> [Exercise inputs]:
// SPDX-License-Identifier: Apache-2.0 OR MIT
// Copyright (c) 2025-2026 naskel.com

//! Publisher port record.

use super::base::PortHeader;
use super::subscriber::SubscriberPortData;
use crate::capro::ServiceDescription;
use crate::config::{PortConfigInfo, MAX_PUBLISHER_HISTORY, MAX_SUBSCRIBERS_PER_PUBLISHER};
use crate::mepoo::{ChunkPool, SharedChunk};
use crate::pool::Handle;
use parking_lot::Mutex;
use std::sync::atomic::{AtomicBool, AtomicUsize, Ordering};
use std::sync::Arc;

/// Creation options of a publisher.
#[derive(Debug, Clone, PartialEq, Eq)]
pub struct PublisherOptions {
    /// Samples retained for late-joining subscribers (capped at `MAX_PUBLISHER_HISTORY`).
    pub history_capacity: usize,
    pub node_name: String,
    /// Offer right away, without waiting for an explicit `offer()` + discovery.
    pub offer_on_create: bool,
}

impl Default for PublisherOptions {
    fn default() -> Self {
        Self {
            history_capacity: 0,
            node_name: String::new(),
            offer_on_create: true,
        }
    }
}

impl PublisherOptions {
    #[must_use]
    pub fn with_history(history_capacity: usize) -> Self {
        Self {
            history_capacity,
            ..Self::default()
        }
    }
}

pub(crate) type SubscriberList = heapless::Vec<Handle<SubscriberPortData>, MAX_SUBSCRIBERS_PER_PUBLISHER>;

/// Registry record of a publisher port.
///
/// The owner writes `offering_requested`; discovery alone writes `offered` and
/// the subscriber list.
#[derive(Default)]
pub struct PublisherPortData {
    pub(crate) header: PortHeader,
    history_capacity: AtomicUsize,
    offering_requested: AtomicBool,
    offered: AtomicBool,
    pub(crate) subscribers: Mutex<SubscriberList>,
    history: Mutex<heapless::Deque<SharedChunk, MAX_PUBLISHER_HISTORY>>,
    payload_pool: Mutex<Option<Arc<dyn ChunkPool>>>,
}

impl PublisherPortData {
    pub(crate) fn reset(
        &self,
        process_name: &str,
        service: ServiceDescription,
        options: &PublisherOptions,
        unique_id: u64,
        payload_pool: Arc<dyn ChunkPool>,
        config: PortConfigInfo,
    ) {
        self.header
            .reset(process_name, service, &options.node_name, unique_id, config);
        self.history_capacity.store(
            options.history_capacity.min(MAX_PUBLISHER_HISTORY),
            Ordering::Release,
        );
        self.offering_requested.store(false, Ordering::Release);
        self.offered.store(false, Ordering::Release);
        self.subscribers.lock().clear();
        self.release_history();
        *self.payload_pool.lock() = Some(payload_pool);
    }

    #[must_use]
    pub fn header(&self) -> &PortHeader {
        &self.header
    }

    #[must_use]
    pub fn history_capacity(&self) -> usize {
        self.history_capacity.load(Ordering::Acquire)
    }

    pub(crate) fn request_offer(&self, offer: bool) {
        self.offering_requested.store(offer, Ordering::Release);
    }

    #[must_use]
    pub fn is_offer_requested(&self) -> bool {
        self.offering_requested.load(Ordering::Acquire)
    }

    /// Offered state as last applied by discovery.
    #[must_use]
    pub fn is_offered(&self) -> bool {
        self.offered.load(Ordering::Acquire)
    }

    pub(crate) fn set_offered(&self, offered: bool) {
        self.offered.store(offered, Ordering::Release);
    }

    /// Snapshot of the connected subscribers.
    #[must_use]
    pub fn connected_subscribers(&self) -> SubscriberList {
        self.subscribers.lock().clone()
    }

    pub(crate) fn payload_pool(&self) -> Option<Arc<dyn ChunkPool>> {
        self.payload_pool.lock().clone()
    }

    /// Retain `chunk` for late joiners, evicting the oldest when full.
    pub(crate) fn retain_in_history(&self, chunk: SharedChunk) {
        let capacity = self.history_capacity();
        if capacity == 0 {
            chunk.release();
            return;
        }

        let mut history = self.history.lock();
        while history.len() >= capacity {
            match history.pop_front() {
                Some(evicted) => evicted.release(),
                None => break,
            }
        }
        if let Err(rejected) = history.push_back(chunk) {
            rejected.release();
        }
    }

    /// New references to the `count` most recent retained chunks, oldest first.
    pub(crate) fn recent_history(&self, count: usize) -> Vec<SharedChunk> {
        let history = self.history.lock();
        let skip = history.len().saturating_sub(count);
        history.iter().skip(skip).map(SharedChunk::share).collect()
    }

    #[must_use]
    pub fn retained_chunks(&self) -> usize {
        self.history.lock().len()
    }

    pub(crate) fn release_history(&self) {
        let mut history = self.history.lock();
        while let Some(chunk) = history.pop_front() {
            chunk.release();
        }
    }

    /// Drop every resource held by the record before its slot is freed.
    pub(crate) fn release_resources(&self) {
        self.subscribers.lock().clear();
        self.release_history();
        self.payload_pool.lock().take();
    }
}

> [Problem]: Copy the material above, line for line.

> [Solution for this task]:
// SPDX-License-Identifier: Apache-2.0 OR MIT
// Copyright (c) 2025-2026 naskel.com

//! Publisher port record.

use super::base::PortHeader;
use super::subscriber::SubscriberPortData;
use crate::capro::ServiceDescription;
use crate::config::{PortConfigInfo, MAX_PUBLISHER_HISTORY, MAX_SUBSCRIBERS_PER_PUBLISHER};
use crate::mepoo::{ChunkPool, SharedChunk};
use crate::pool::Handle;
use parking_lot::Mutex;
use std::sync::atomic::{AtomicBool, AtomicUsize, Ordering};
use std::sync::Arc;

/// Creation options of a publisher.
#[derive(Debug, Clone, PartialEq, Eq)]
pub struct PublisherOptions {
    /// Samples retained for late-joining subscribers (capped at `MAX_PUBLISHER_HISTORY`).
    pub history_capacity: usize,
    pub node_name: String,
    /// Offer right away, without waiting for an explicit `offer()` + discovery.
    pub offer_on_create: bool,
}

impl Default for PublisherOptions {
    fn default() -> Self {
        Self {
            history_capacity: 0,
            node_name: String::new(),
            offer_on_create: true,
        }
    }
}

impl PublisherOptions {
    #[must_use]
    pub fn with_history(history_capacity: usize) -> Self {
        Self {
            history_capacity,
            ..Self::default()
        }
    }
}

pub(crate) type SubscriberList = heapless::Vec<Handle<SubscriberPortData>, MAX_SUBSCRIBERS_PER_PUBLISHER>;

/// Registry record of a publisher port.
///
/// The owner writes `offering_requested`; discovery alone writes `offered` and
/// the subscriber list.
#[derive(Default)]
pub struct PublisherPortData {
    pub(crate) header: PortHeader,
    history_capacity: AtomicUsize,
    offering_requested: AtomicBool,
    offered: AtomicBool,
    pub(crate) subscribers: Mutex<SubscriberList>,
    history: Mutex<heapless::Deque<SharedChunk, MAX_PUBLISHER_HISTORY>>,
    payload_pool: Mutex<Option<Arc<dyn ChunkPool>>>,
}

impl PublisherPortData {
    pub(crate) fn reset(
        &self,
        process_name: &str,
        service: ServiceDescription,
        options: &PublisherOptions,
        unique_id: u64,
        payload_pool: Arc<dyn ChunkPool>,
        config: PortConfigInfo,
    ) {
        self.header
            .reset(process_name, service, &options.node_name, unique_id, config);
        self.history_capacity.store(
            options.history_capacity.min(MAX_PUBLISHER_HISTORY),
            Ordering::Release,
        );
        self.offering_requested.store(false, Ordering::Release);
        self.offered.store(false, Ordering::Release);
        self.subscribers.lock().clear();
        self.release_history();
        *self.payload_pool.lock() = Some(payload_pool);
    }

    #[must_use]
    pub fn header(&self) -> &PortHeader {
        &self.header
    }

    #[must_use]
    pub fn history_capacity(&self) -> usize {
        self.history_capacity.load(Ordering::Acquire)
    }

    pub(crate) fn request_offer(&self, offer: bool) {
        self.offering_requested.store(offer, Ordering::Release);
    }

    #[must_use]
    pub fn is_offer_requested(&self) -> bool {
        self.offering_requested.load(Ordering::Acquire)
    }

    /// Offered state as last applied by discovery.
    #[must_use]
    pub fn is_offered(&self) -> bool {
        self.offered.load(Ordering::Acquire)
    }

    pub(crate) fn set_offered(&self, offered: bool) {
        self.offered.store(offered, Ordering::Release);
    }

    /// Snapshot of the connected subscribers.
    #[must_use]
    pub fn connected_subscribers(&self) -> SubscriberList {
        self.subscribers.lock().clone()
    }

    pub(crate) fn payload_pool(&self) -> Option<Arc<dyn ChunkPool>> {
        self.payload_pool.lock().clone()
    }

    /// Retain `chunk` for late joiners, evicting the oldest when full.
    pub(crate) fn retain_in_history(&self, chunk: SharedChunk) {
        let capacity = self.history_capacity();
        if capacity == 0 {
            chunk.release();
            return;
        }

        let mut history = self.history.lock();
        while history.len() >= capacity {
            match history.pop_front() {
                Some(evicted) => evicted.release(),
                None => break,
            }
        }
        if let Err(rejected) = history.push_back(chunk) {
            rejected.release();
        }
    }

    /// New references to the `count` most recent retained chunks, oldest first.
    pub(crate) fn recent_history(&self, count: usize) -> Vec<SharedChunk> {
        let history = self.history.lock();
        let skip = history.len().saturating_sub(count);
        history.iter().skip(skip).map(SharedChunk::share).collect()
    }

    #[must_use]
    pub fn retained_chunks(&self) -> usize {
        self.history.lock().len()
    }

    pub(crate) fn release_history(&self) {
        let mut history = self.history.lock();
        while let Some(chunk) = history.pop_front() {
            chunk.release();
        }
    }

    /// Drop every resource held by the record before its slot is freed.
    pub(crate) fn release_resources(&self) {
        self.subscribers.lock().clear();
        self.release_history();
        self.payload_pool.lock().take();
    }
}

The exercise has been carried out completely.